The Ideal Setup For On-Track Action
Lets say you have a twisted sense of humor, and delight in the ability to completely obliterate the average sports-car driver on a race track in a small-ish SUV, you could do a lot worse than a Porsche Macan. If you were going to get serious about running a Macan on a race track, I would personally choose the Macan S. Once you've checked the option box for Porsche Carbon Ceramic Brakes, you'll have fixed my number one complaint with the car (but it's an on-track complaint only). Make sure you also get the optional 20" wheels with Michelin Latitude Sport summer tires (they're such a killer sporty SUV tire, and they likely had a lot to do with the Macan's opinion altering performance).
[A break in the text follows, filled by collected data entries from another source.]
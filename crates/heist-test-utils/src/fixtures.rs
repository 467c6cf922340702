//! Canonical level configurations.

use heist_core::config::{AgentConfig, LevelConfig, StageConfig};

/// Flat floor spanning the world, one stage platform above it and the goal
/// at the far right. The avatar spawns standing height above the floor.
pub fn flat_level() -> LevelConfig {
    let mut config = LevelConfig {
        walls: vec![vec![0.0, 0.0, 32.0, 0.0, 32.0, 1.0, 0.0, 1.0]],
        ..LevelConfig::default()
    };
    config.platforms.polygons = vec![vec![10.0, 4.0, 14.0, 4.0, 14.0, 5.0, 10.0, 5.0]];
    config.goal.pos = [30.0, 1.5];
    config.avatar.pos = [2.5, 1.5];
    config
}

/// Same as [`flat_level`] with a square stage pivot at `(12, 4.5)` and a
/// 90 degree increment.
pub fn quarter_turn_level() -> LevelConfig {
    LevelConfig {
        stage: StageConfig {
            pivot: Some([12.0, 4.5]),
            increment_degrees: 90.0,
            speed_degrees: 90.0,
        },
        ..flat_level()
    }
}

/// [`flat_level`] plus one chasing agent on the floor.
pub fn chase_level() -> LevelConfig {
    let mut config = flat_level();
    config.agents.push(AgentConfig {
        name: Some("guard".into()),
        pos: [20.0, 1.5],
        ..AgentConfig::default()
    });
    config
}

/// A TOML level exercising every section.
pub const CANONICAL_LEVEL_TOML: &str = r#"
walls = [
    [0.0, 0.0, 32.0, 0.0, 32.0, 1.0, 0.0, 1.0],
    [0.0, 1.0, 1.0, 1.0, 1.0, 18.0, 0.0, 18.0],
]
volume = 0.5

[world]
width = 32.0
height = 18.0
failure_height = -1.0

[goal]
pos = [30.0, 1.5]
size = [1.0, 1.0]

[defaults]
friction = 0.6
gravity = -14.7

[platforms]
polygons = [
    [8.0, 6.0, 16.0, 6.0, 16.0, 7.0, 8.0, 7.0],
    [18.0, 9.0, 24.0, 9.0, 24.0, 10.0, 18.0, 10.0],
]

[stage]
pivot = [16.0, 9.0]
increment_degrees = 60.0
speed_degrees = 60.0

[avatar]
pos = [2.5, 1.5]
sensor_name = "AntGroundSensor"

[projectile]
enabled = true

[[agents]]
name = "guard"
pos = [20.0, 1.5]

[agents.behavior]
speed_scale = 0.5

[agents.behavior.mode]
kind = "patrol"
waypoints = [[18.0, 1.5], [26.0, 1.5]]
"#;

/// [`CANONICAL_LEVEL_TOML`], parsed.
pub fn canonical_level() -> LevelConfig {
    match LevelConfig::from_toml_str(CANONICAL_LEVEL_TOML) {
        Ok(config) => config,
        Err(e) => panic!("canonical level fixture is invalid: {e}"),
    }
}

#[cfg(test)]
mod tests {
    use heist_core::config::BehaviorMode;

    use super::*;

    #[test]
    fn fixtures_validate() {
        for config in [flat_level(), quarter_turn_level(), chase_level()] {
            config.validate().unwrap();
        }
    }

    #[test]
    fn canonical_level_parses_every_section() {
        let config = canonical_level();
        assert_eq!(config.walls.len(), 2);
        assert_eq!(config.platforms.polygons.len(), 2);
        assert!(config.projectile.enabled);
        assert!((config.volume - 0.5).abs() < f32::EPSILON);
        assert!(matches!(
            config.agents[0].behavior.mode,
            BehaviorMode::Patrol { ref waypoints, .. } if waypoints.len() == 2
        ));
    }
}
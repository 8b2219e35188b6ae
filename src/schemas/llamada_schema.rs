use serde_json::Value as JsonValue;

use crate::dto::coerce_telefono;

use super::{check, is_boolean_like, FieldError, SchemaRejection};

const TEXTOS_OPCIONALES: [&str; 4] = ["resumen", "conocimiento", "personalidad", "transcripcion"];

pub fn validate_create(body: &JsonValue) -> Result<(), SchemaRejection> {
    let mut errores = Vec::new();

    if !has_text(body, "nombre") {
        errores.push(FieldError::new("nombre", "El nombre es requerido"));
    }
    if !has_text(body, "entrevistador") {
        errores.push(FieldError::new(
            "entrevistador",
            "El entrevistador es requerido",
        ));
    }
    if !has_text(body, "nivel") {
        errores.push(FieldError::new("nivel", "El nivel es requerido"));
    }

    match body.get("telefono") {
        None | Some(JsonValue::Null) => {
            errores.push(FieldError::new("telefono", "El teléfono es requerido"));
        }
        Some(value) if coerce_telefono(value).is_none() => {
            errores.push(FieldError::new(
                "telefono",
                "El teléfono debe ser un número o una cadena con formato de teléfono",
            ));
        }
        Some(_) => {}
    }

    check_optional_texts(body, &mut errores);
    check_flag(body, "promocion", &mut errores);
    check_flag(body, "termino", &mut errores);

    check(errores)
}

pub fn validate_update(body: &JsonValue) -> Result<(), SchemaRejection> {
    let mut errores = Vec::new();

    if let Some(nombre) = body.get("nombre") {
        if !is_non_empty_string(nombre) {
            errores.push(FieldError::new("nombre", "El nombre no puede estar vacío"));
        }
    }
    if let Some(entrevistador) = body.get("entrevistador") {
        if !is_non_empty_string(entrevistador) {
            errores.push(FieldError::new(
                "entrevistador",
                "El entrevistador no puede estar vacío",
            ));
        }
    }
    if let Some(nivel) = body.get("nivel") {
        if !is_non_empty_string(nivel) {
            errores.push(FieldError::new("nivel", "El nivel no puede estar vacío"));
        }
    }

    // On update the phone must already be numeric; the create-style string
    // coercion does not apply here.
    if let Some(telefono) = body.get("telefono") {
        if !telefono.is_i64() {
            errores.push(FieldError::new("telefono", "El teléfono debe ser un número"));
        }
    }

    check_optional_texts(body, &mut errores);
    check_flag(body, "promocion", &mut errores);
    check_flag(body, "termino", &mut errores);

    const CAMPOS: [&str; 10] = [
        "nombre",
        "entrevistador",
        "nivel",
        "promocion",
        "resumen",
        "conocimiento",
        "telefono",
        "personalidad",
        "transcripcion",
        "termino",
    ];
    if !CAMPOS.iter().any(|campo| body.get(*campo).is_some()) {
        errores.push(FieldError::new(
            "",
            "Debe proporcionar al menos un campo para actualizar",
        ));
    }

    check(errores)
}

fn has_text(body: &JsonValue, field: &str) -> bool {
    body.get(field)
        .and_then(JsonValue::as_str)
        .map(|s| !s.is_empty())
        .unwrap_or(false)
}

fn is_non_empty_string(value: &JsonValue) -> bool {
    value.as_str().map(|s| !s.is_empty()).unwrap_or(false)
}

fn check_optional_texts(body: &JsonValue, errores: &mut Vec<FieldError>) {
    for campo in TEXTOS_OPCIONALES {
        if let Some(value) = body.get(campo) {
            if !value.is_null() && !value.is_string() {
                errores.push(FieldError::new(
                    campo,
                    format!("El campo {} debe ser una cadena de texto", campo),
                ));
            }
        }
    }
}

fn check_flag(body: &JsonValue, campo: &'static str, errores: &mut Vec<FieldError>) {
    if let Some(value) = body.get(campo) {
        if !is_boolean_like(value) {
            errores.push(FieldError::new(
                campo,
                format!("{} debe ser un valor booleano", campo),
            ));
        }
    }
}

#[cfg(test)]
mod tests {
    use super::*;
    use serde_json::json;

    fn fields(result: Result<(), SchemaRejection>) -> Vec<String> {
        result
            .err()
            .map(|r| r.errores.into_iter().map(|e| e.field).collect())
            .unwrap_or_default()
    }

    #[test]
    fn create_requires_mandatory_fields() {
        let campos = fields(validate_create(&json!({})));
        assert!(campos.contains(&"nombre".to_string()));
        assert!(campos.contains(&"entrevistador".to_string()));
        assert!(campos.contains(&"nivel".to_string()));
        assert!(campos.contains(&"telefono".to_string()));
    }

    #[test]
    fn create_accepts_formatted_phone() {
        let body = json!({
            "nombre": "Ana Torres",
            "entrevistador": "Luis",
            "nivel": "senior",
            "telefono": "(555) 123-4567",
            "promocion": "true"
        });
        assert!(validate_create(&body).is_ok());
    }

    #[test]
    fn create_rejects_non_boolean_flags() {
        let body = json!({
            "nombre": "Ana",
            "entrevistador": "Luis",
            "nivel": "jr",
            "telefono": 5,
            "termino": "quizás"
        });
        assert_eq!(fields(validate_create(&body)), vec!["termino".to_string()]);
    }

    #[test]
    fn update_requires_numeric_phone() {
        let campos = fields(validate_update(&json!({"telefono": "5551234567"})));
        assert_eq!(campos, vec!["telefono".to_string()]);

        assert!(validate_update(&json!({"telefono": 5551234567i64})).is_ok());
    }

    #[test]
    fn update_rejects_empty_required_texts() {
        let campos = fields(validate_update(&json!({"nombre": ""})));
        assert_eq!(campos, vec!["nombre".to_string()]);
    }

    #[test]
    fn update_requires_at_least_one_field() {
        let rejection = validate_update(&json!({"ajeno": 1})).unwrap_err();
        assert_eq!(
            rejection.errores[0].message,
            "Debe proporcionar al menos un campo para actualizar"
        );
    }
}
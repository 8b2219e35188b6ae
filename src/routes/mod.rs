pub mod candidato_routes;
pub mod health;
pub mod llamada_routes;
Don't forget to check the box for PASM, and if you're really serious about dual-use for your Macan, just go ahead and get the air suspension. While you're at it, get the Torque Vectoring as well. Oh, and don't forget the Sport Chrono package, as it includes the absolutely insane launch control that allows the S to move to 60 in 5 seconds flat (and the Turbo does the same in 4.4).
Why Did I Choose The S Over The Turbo?
Well, I'm not sure I can be convinced that 60 horsepower is worth over 22,000 dollars. Outside of that power difference, and some exterior visual cues, the Macan S can be fitted with the exact same options that the Turbo can. Granted, the Turbo comes with a few more items standard, the S can still be a righteously quick car for street or track. Besides, with that extra $22,000, you could probably buy a very nice 944/968 or first generation Boxster dedicated track car with a whole trailer load of spares to haul around with your brand new Macan. Really, that's the best option if you ask me.
At the end of the day, I was forced to conclude that maybe the Macan does share some DNA with some of Porsche's greatest sports cars. The new car certainly does surprise in its capabilities. Go give one a drive, you'll see what I mean.